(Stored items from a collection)
== == ==

use std::convert::Infallible;
use std::fs;

use bus::{CompileEvent, NotificationBus};
use catalog::{Catalog, SourceResolver};
use renderer::{
    CompilePipeline, CompiledFragment, FixedTimeSource, FrameSink, PipelineInput, PipelineState,
    PreviewRenderer, PreviewUniforms, TimeSource, ValidatedShaderBuilder,
};
use session::SessionCoordinator;

struct NullSink;

impl FrameSink<CompiledFragment> for NullSink {
    type Error = Infallible;

    fn size(&self) -> (u32, u32) {
        (64, 64)
    }

    fn draw(
        &mut self,
        _program: Option<&CompiledFragment>,
        _uniforms: &PreviewUniforms,
    ) -> Result<(), Infallible> {
        Ok(())
    }
}

struct Harness {
    session: SessionCoordinator,
    preview: PreviewRenderer<ValidatedShaderBuilder, NullSink>,
    clock: FixedTimeSource,
    _dir: tempfile::TempDir,
}

impl Harness {
    fn new() -> Self {
        let dir = tempfile::tempdir().unwrap();
        let resolver = SourceResolver::new(dir.path().join("shaders"));
        let catalog = Catalog::seeded(&resolver);
        let bus = NotificationBus::new();
        let input = PipelineInput::new();

        let session = SessionCoordinator::new(catalog, resolver, input.clone(), &bus);
        let pipeline = CompilePipeline::new(ValidatedShaderBuilder, input);
        let preview = PreviewRenderer::new(pipeline, NullSink, bus);

        Self {
            session,
            preview,
            clock: FixedTimeSource::new(1.0 / 60.0),
            _dir: dir,
        }
    }

    fn frame(&mut self) -> Vec<CompileEvent> {
        let sample = self.clock.sample();
        self.preview.tick(sample, [0.0, 0.0]).unwrap();
        self.session.apply_compile_events()
    }
}

#[test]
fn solid_color_edit_cycle() {
    let mut h = Harness::new();
    let stored = h
        .session
        .catalog()
        .find_example("Solid Color")
        .unwrap()
        .source()
        .to_string();

    assert!(h.session.select("Solid Color"));
    assert_eq!(h.session.pipeline().pending_source().as_deref(), Some(stored.as_str()));

    h.session.edit("void main() { gl_FragColor = vec4(1.0) ");
    let events = h.frame();
    assert_eq!(events.len(), 1);
    assert!(events[0].is_failure());
    assert_eq!(h.preview.pipeline().state(), PipelineState::Failed);
    assert!(h.preview.pipeline().current().is_none());
    assert!(!h.session.feedback().unwrap_or_default().is_empty());
    let example = h.session.catalog().find_example("Solid Color").unwrap();
    assert_eq!(example.source(), stored, "failed edits never reach the catalog");
    assert!(example.compile_error().is_some());

    let valid = "void main() { gl_FragColor = vec4(0.0, 1.0, 0.0, 1.0); }";
    h.session.edit(valid);
    let events = h.frame();
    assert_eq!(
        events,
        vec![CompileEvent::SourceAccepted {
            example: "Solid Color".into(),
            source: valid.into()
        }]
    );
    assert_eq!(h.preview.pipeline().state(), PipelineState::Ready);
    assert!(h.preview.pipeline().current().is_some());
    assert!(h.session.feedback().is_none());
    let example = h.session.catalog().find_example("Solid Color").unwrap();
    assert_eq!(example.source(), valid);
    assert!(example.compile_error().is_none());
}

#[test]
fn switching_selection_mid_edit_compiles_new_example() {
    let mut h = Harness::new();
    h.session.select("Line");
    h.session.edit("broken");
    h.session.select("Step");

    let events = h.frame();
    assert_eq!(events.len(), 1);
    assert_eq!(events[0].example(), "Step");
    assert!(!events[0].is_failure());
    assert_eq!(h.session.catalog().find_example("Line").unwrap().compile_error(), None);
}

#[test]
fn every_seeded_example_compiles_on_selection() {
    let mut h = Harness::new();
    let titles: Vec<String> = h
        .session
        .catalog()
        .example_titles()
        .into_iter()
        .map(str::to_string)
        .collect();

    for title in titles {
        h.session.select(&title);
        let events = h.frame();
        assert_eq!(events.len(), 1, "{title}");
        assert!(!events[0].is_failure(), "{title}: {events:?}");
    }
}

#[test]
fn removing_only_example_leaves_empty_section() {
    let mut h = Harness::new();
    h.session.select("Solid Color");

    let removed = h.session.remove("Solid Color").unwrap();
    assert_eq!(removed.title(), "Solid Color");
    assert!(h.session.selected().is_none());
    assert!(h.session.catalog().section("Hello World").unwrap().is_empty());
    assert!(!h.session.edit("void main() {}"));
}

#[test]
fn add_from_missing_file_creates_it() {
    let mut h = Harness::new();
    let dir = tempfile::tempdir().unwrap();
    let path = dir.path().join("waves.frag");

    let title = h.session.add_from_file("Sketches", &path).unwrap();
    assert_eq!(title, "waves");
    assert!(path.is_file());
    assert_eq!(
        h.session.catalog().find_example("waves").unwrap().source(),
        ""
    );

    h.session.select("waves");
    let events = h.frame();
    assert!(events[0].is_failure(), "empty source has no main");
}

#[test]
fn accepted_sources_persist_to_backing_file() {
    let mut h = Harness::new();
    let dir = tempfile::tempdir().unwrap();
    let path = dir.path().join("glow.frag");
    fs::write(&path, "void main() { gl_FragColor = vec4(0.5); }").unwrap();

    h.session.add_from_file("Sketches", &path).unwrap();
    h.session.select("glow");
    let edited = "void main() { gl_FragColor = vec4(u_time); }";
    h.session.edit(edited);
    h.frame();

    assert_eq!(h.session.persist_dirty(), 1);
    assert_eq!(fs::read_to_string(&path).unwrap(), edited);
    assert_eq!(h.session.dirty().count(), 0);
}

== == ==

→ **What is required**: Your answer should consist of the lines above that hold the word "ValidatedShaderBuilder".

→ **Exercise response**:
    PreviewRenderer, PreviewUniforms, TimeSource, ValidatedShaderBuilder,
    preview: PreviewRenderer<ValidatedShaderBuilder, NullSink>,
        let pipeline = CompilePipeline::new(ValidatedShaderBuilder, input);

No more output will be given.